• _Exercise directions_
Every line from the top of the material through the line holding "pub fn identifier(&self)" should be copied exactly, and only those lines.

(Exercise material)

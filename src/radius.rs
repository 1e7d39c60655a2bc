//! RADIUS boundary: packet decoding and MS-MPPE key recovery (RFC 2548).

use byteorder::{BigEndian, ByteOrder};
use md5::{Digest, Md5};

use crate::error::ParseError;

pub const RADIUS_HDR_LEN: usize = 20;
pub const RADIUS_AUTH_LEN: usize = 16;

pub const CODE_ACCESS_REQUEST: u8 = 1;
pub const CODE_ACCESS_ACCEPT: u8 = 2;

const ATTR_VENDOR_SPECIFIC: u8 = 26;
const VENDOR_MICROSOFT: u32 = 311;
const MS_MPPE_SEND_KEY: u8 = 16;
const MS_MPPE_RECV_KEY: u8 = 17;

/// A decoded RADIUS packet.
#[derive(Debug, Clone, Copy)]
pub struct RadiusPacket<'a> {
    raw: &'a [u8],
}

impl<'a> RadiusPacket<'a> {
    pub fn parse(data: &'a [u8]) -> Result<Self, ParseError> {
        if data.len() < RADIUS_HDR_LEN {
            return Err(ParseError::Truncated {
                needed: RADIUS_HDR_LEN,
                have: data.len(),
            });
        }
        let len = BigEndian::read_u16(&data[2..4]) as usize;
        if len < RADIUS_HDR_LEN || len > data.len() {
            return Err(ParseError::Truncated {
                needed: len.max(RADIUS_HDR_LEN),
                have: data.len(),
            });
        }
        Ok(RadiusPacket { raw: &data[..len] })
    }

    pub fn code(&self) -> u8 {
        self.raw[0]
    }

    pub fn identifier(&self) -> u8 {
        self.raw[1]
    }

    pub fn authenticator(&self) -> [u8; RADIUS_AUTH_LEN] {
        let mut a = [0u8; RADIUS_AUTH_LEN];
        a.copy_from_slice(&self.raw[4..RADIUS_HDR_LEN]);
        a
    }

    /// Attributes as (type, value). Iteration stops at the first
    /// malformed attribute.
    pub fn attributes(&self) -> impl Iterator<Item = (u8, &'a [u8])> {
        let mut rest = &self.raw[RADIUS_HDR_LEN..];
        std::iter::from_fn(move || {
            if rest.len() < 2 {
                return None;
            }
            let len = rest[1] as usize;
            if len < 2 || len > rest.len() {
                return None;
            }
            let attr = (rest[0], &rest[2..len]);
            rest = &rest[len..];
            Some(attr)
        })
    }

    /// Microsoft vendor-specific sub-attribute `vtype`.
    pub fn ms_attribute(&self, vtype: u8) -> Option<&'a [u8]> {
        self.attributes()
            .filter(|(t, v)| {
                *t == ATTR_VENDOR_SPECIFIC
                    && v.len() > 6
                    && BigEndian::read_u32(&v[0..4]) == VENDOR_MICROSOFT
            })
            .find_map(|(_, v)| {
                let len = v[5] as usize;
                (v[4] == vtype && len >= 2 && 4 + len <= v.len()).then(|| &v[6..4 + len])
            })
    }

    /// Checks the Response Authenticator against the authenticator of the
    /// matching request.
    pub fn verify_response(&self, req_auth: &[u8; RADIUS_AUTH_LEN], secret: &[u8]) -> bool {
        let mut md5 = Md5::new();
        md5.update(&self.raw[..4]);
        md5.update(req_auth);
        md5.update(&self.raw[RADIUS_HDR_LEN..]);
        md5.update(secret);
        md5.finalize().as_slice() == &self.raw[4..RADIUS_HDR_LEN]
    }

    /// MSK from an Access-Accept: MS-MPPE-Recv-Key followed by
    /// MS-MPPE-Send-Key.
    pub fn msk(&self, req_auth: &[u8; RADIUS_AUTH_LEN], secret: &[u8]) -> Option<Vec<u8>> {
        let recv = decrypt_mppe_key(self.ms_attribute(MS_MPPE_RECV_KEY)?, req_auth, secret)?;
        let send = decrypt_mppe_key(self.ms_attribute(MS_MPPE_SEND_KEY)?, req_auth, secret)?;
        let mut msk = recv;
        msk.extend_from_slice(&send);
        Some(msk)
    }
}

/// Decrypts an MS-MPPE-Send/Recv-Key value (salt followed by the encrypted
/// string). Returns `None` for malformed values or an impossible key length.
pub fn decrypt_mppe_key(
    value: &[u8],
    req_auth: &[u8; RADIUS_AUTH_LEN],
    secret: &[u8],
) -> Option<Vec<u8>> {
    if value.len() < 2 + 16 || (value.len() - 2) % 16 != 0 {
        return None;
    }
    let (salt, cipher) = value.split_at(2);
    // Salt must have the high bit set.
    if salt[0] & 0x80 == 0 {
        return None;
    }

    let mut plain = Vec::with_capacity(cipher.len());
    let mut prev: Vec<u8> = [req_auth.as_slice(), salt].concat();
    for block in cipher.chunks(16) {
        let mut md5 = Md5::new();
        md5.update(secret);
        md5.update(&prev);
        let b = md5.finalize();
        plain.extend(block.iter().zip(b.iter()).map(|(c, k)| c ^ k));
        prev = block.to_vec();
    }

    let key_len = plain[0] as usize;
    if key_len == 0 || key_len > plain.len() - 1 {
        return None;
    }
    Some(plain[1..1 + key_len].to_vec())
}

(End Exercise material)

• _Answer_
filename src/radius.rs
repository 1e7d39c60655a2bc
//! RADIUS boundary: packet decoding and MS-MPPE key recovery (RFC 2548).

use byteorder::{BigEndian, ByteOrder};
use md5::{Digest, Md5};

use crate::error::ParseError;

pub const RADIUS_HDR_LEN: usize = 20;
pub const RADIUS_AUTH_LEN: usize = 16;

pub const CODE_ACCESS_REQUEST: u8 = 1;
pub const CODE_ACCESS_ACCEPT: u8 = 2;

const ATTR_VENDOR_SPECIFIC: u8 = 26;
const VENDOR_MICROSOFT: u32 = 311;
const MS_MPPE_SEND_KEY: u8 = 16;
const MS_MPPE_RECV_KEY: u8 = 17;

/// A decoded RADIUS packet.
#[derive(Debug, Clone, Copy)]
pub struct RadiusPacket<'a> {
    raw: &'a [u8],
}

impl<'a> RadiusPacket<'a> {
    pub fn parse(data: &'a [u8]) -> Result<Self, ParseError> {
        if data.len() < RADIUS_HDR_LEN {
            return Err(ParseError::Truncated {
                needed: RADIUS_HDR_LEN,
                have: data.len(),
            });
        }
        let len = BigEndian::read_u16(&data[2..4]) as usize;
        if len < RADIUS_HDR_LEN || len > data.len() {
            return Err(ParseError::Truncated {
                needed: len.max(RADIUS_HDR_LEN),
                have: data.len(),
            });
        }
        Ok(RadiusPacket { raw: &data[..len] })
    }

    pub fn code(&self) -> u8 {
        self.raw[0]
    }

    pub fn identifier(&self) -> u8 {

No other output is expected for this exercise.